To that end, here is a recipe for chicken liver, eggplant, and chickpeas spiced with Georgian aromatics like green coriander, savory, blue fenugreek, and tarragon. The spices bring complexity and balance to the iron-y flavor of the liver, and the meat plays nicely with the textures of the eggplant and the chickpeas. They key with liver is not to over-cook it, so use a light touch! Give them a sear; don’t try to cook them through. They’ll finish perfectly in the last five minutes.
3 TBSP ghee
½ lb chicken livers, chopped into bite-sized pieces
White wine or chicken stock, for deglazing
1 onion, chopped
1 small eggplant, diced
Salt to taste
¼ tsp green coriander (ground)
½ tsp dried parsley
½ tsp savory
½ tsp fenugreek (ground)
a couple dashes white pepper
2 cloves garlic, minced
1 can chickpeas, rinsed and drained
A small handful of tarragon leaves, chopped, to garnish.
Season the livers with salt and pepper. Heat ghee in a large skillet over medium-high heat and sear the chicken livers for about 1-1/2 minutes total, until they’re browned on both sides; remove and set aside.

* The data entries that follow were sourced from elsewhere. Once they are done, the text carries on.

//! Identity provider wrapper — capability trait plus live/degraded dispatch.
//!
//! DESIGN
//! ======
//! The external identity/storage service is consumed through the
//! [`IdentityApi`] trait. [`ProviderClient`] dispatches to one of two
//! backends selected at construction time: REST-backed when endpoint
//! configuration is present, an in-memory stand-in otherwise. Auth-state
//! changes fan out through a callback registry; unsubscribing guarantees
//! no further delivery.

pub mod config;
pub mod degraded;
pub mod live;
pub mod types;

#[cfg(test)]
#[path = "mod_test.rs"]
mod mod_test;

use std::sync::atomic::{AtomicU64, Ordering};
use std::sync::{Arc, Mutex};

use crate::net::types::Identity;

use config::ProviderConfig;
use types::SubscriberMap;
pub use types::{AuthCallback, AuthEvent, AuthSubscription, IdentityApi, OAuthProvider, ProviderError};

enum Backend {
    Live(live::LiveBackend),
    Degraded(degraded::DegradedBackend),
}

struct ProviderInner {
    backend: Backend,
    subscribers: Arc<Mutex<SubscriberMap>>,
    next_subscriber_id: AtomicU64,
}

/// Concrete identity-provider client dispatching to the selected backend.
///
/// Cheap to clone; clones share the backend and subscriber registry.
#[derive(Clone)]
pub struct ProviderClient {
    inner: Arc<ProviderInner>,
}

impl ProviderClient {
    /// Build a client from build-time configuration, degrading when the
    /// provider endpoint variables are absent.
    #[must_use]
    pub fn from_build_env() -> Self {
        match ProviderConfig::from_build_env() {
            Some(config) => Self::live(config),
            None => {
                log::warn!("identity provider not configured; running degraded");
                Self::degraded()
            }
        }
    }

    /// Client backed by the provider's REST endpoints.
    #[must_use]
    pub fn live(config: ProviderConfig) -> Self {
        Self::with_backend(Backend::Live(live::LiveBackend::new(config)))
    }

    /// Client backed by the in-memory stand-in.
    #[must_use]
    pub fn degraded() -> Self {
        Self::with_backend(Backend::Degraded(degraded::DegradedBackend))
    }

    fn with_backend(backend: Backend) -> Self {
        Self {
            inner: Arc::new(ProviderInner {
                backend,
                subscribers: Arc::new(Mutex::new(SubscriberMap::new())),
                next_subscriber_id: AtomicU64::new(0),
            }),
        }
    }

    /// Whether this client is running against the degraded stand-in.
    #[must_use]
    pub fn is_degraded(&self) -> bool {
        matches!(self.inner.backend, Backend::Degraded(_))
    }

    fn emit(&self, event: &AuthEvent) {
        // Callbacks are cloned out so none runs while the registry is locked.
        let callbacks: Vec<AuthCallback> = match self.inner.subscribers.lock() {
            Ok(map) => map.values().cloned().collect(),
            Err(_) => return,
        };
        for callback in callbacks {
            callback(event);
        }
    }

    async fn resolve_user(&self) -> Option<Identity> {
        match &self.inner.backend {
            Backend::Live(backend) => backend.get_user().await,
            Backend::Degraded(backend) => backend.get_user(),
        }
    }

    /// Resolve the current session once and emit the matching event so a
    /// new subscriber leaves its loading state.
    fn prime(&self) {
        match &self.inner.backend {
            Backend::Degraded(_) => self.emit(&AuthEvent::SignedOut),
            Backend::Live(backend) => {
                #[cfg(feature = "hydrate")]
                {
                    backend.capture_fragment_token();
                    let client = self.clone();
                    wasm_bindgen_futures::spawn_local(async move {
                        let event = match client.resolve_user().await {
                            Some(identity) => AuthEvent::SignedIn(identity),
                            None => AuthEvent::SignedOut,
                        };
                        client.emit(&event);
                    });
                }
                // Without a browser there is no token to resolve; SSR output
                // stays in the loading state until hydration.
                #[cfg(not(feature = "hydrate"))]
                {
                    let _ = backend;
                }
            }
        }
    }
}

#[async_trait::async_trait(?Send)]
impl IdentityApi for ProviderClient {
    fn subscribe(&self, callback: AuthCallback) -> AuthSubscription {
        let id = self.inner.next_subscriber_id.fetch_add(1, Ordering::Relaxed);
        if let Ok(mut map) = self.inner.subscribers.lock() {
            map.insert(id, callback);
        }
        let subscription = AuthSubscription::new(id, Arc::downgrade(&self.inner.subscribers));
        self.prime();
        subscription
    }

    async fn sign_in_with_oauth(&self, provider: OAuthProvider) -> Result<(), ProviderError> {
        match &self.inner.backend {
            Backend::Live(backend) => backend.sign_in_with_oauth(provider),
            Backend::Degraded(backend) => backend.sign_in_with_oauth(provider),
        }
    }

    async fn sign_out(&self) {
        if let Backend::Live(backend) = &self.inner.backend {
            backend.sign_out().await;
        }
        self.emit(&AuthEvent::SignedOut);
    }

    async fn get_user(&self) -> Option<Identity> {
        self.resolve_user().await
    }

    async fn upload(&self, bucket: &str, path: &str, bytes: Vec<u8>, content_type: &str) -> Result<(), ProviderError> {
        match &self.inner.backend {
            Backend::Live(backend) => backend.upload(bucket, path, bytes, content_type).await,
            Backend::Degraded(backend) => backend.upload(),
        }
    }

    fn public_url(&self, bucket: &str, path: &str) -> String {
        match &self.inner.backend {
            Backend::Live(backend) => backend.public_url(bucket, path),
            Backend::Degraded(backend) => backend.public_url(),
        }
    }
}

Deglaze the pot with a splash of white wine or chicken stock and lower the heat to medium. Add the onion, eggplant, spices, and garlic, and cook until the onion is softened and the eggplant is easily pierced with a fork, about 10 minutes.
If the pan is quite dry, deglaze again. Add in the chickpeas
and liver and gently heat on medium low for another 5 minutes, to allow the
flavors to mingle. Taste and adjust the seasonings accordingly, then serve
immediately, topped with the tarragon.
. Nobuhiro Kishigami, “A New Typology of Food-Sharing Practices among Hunter-Gatherers, with a Special Focus on Inuit Examples,” Journal of Anthropological Research 60.3 (Autumn, 2004): 349.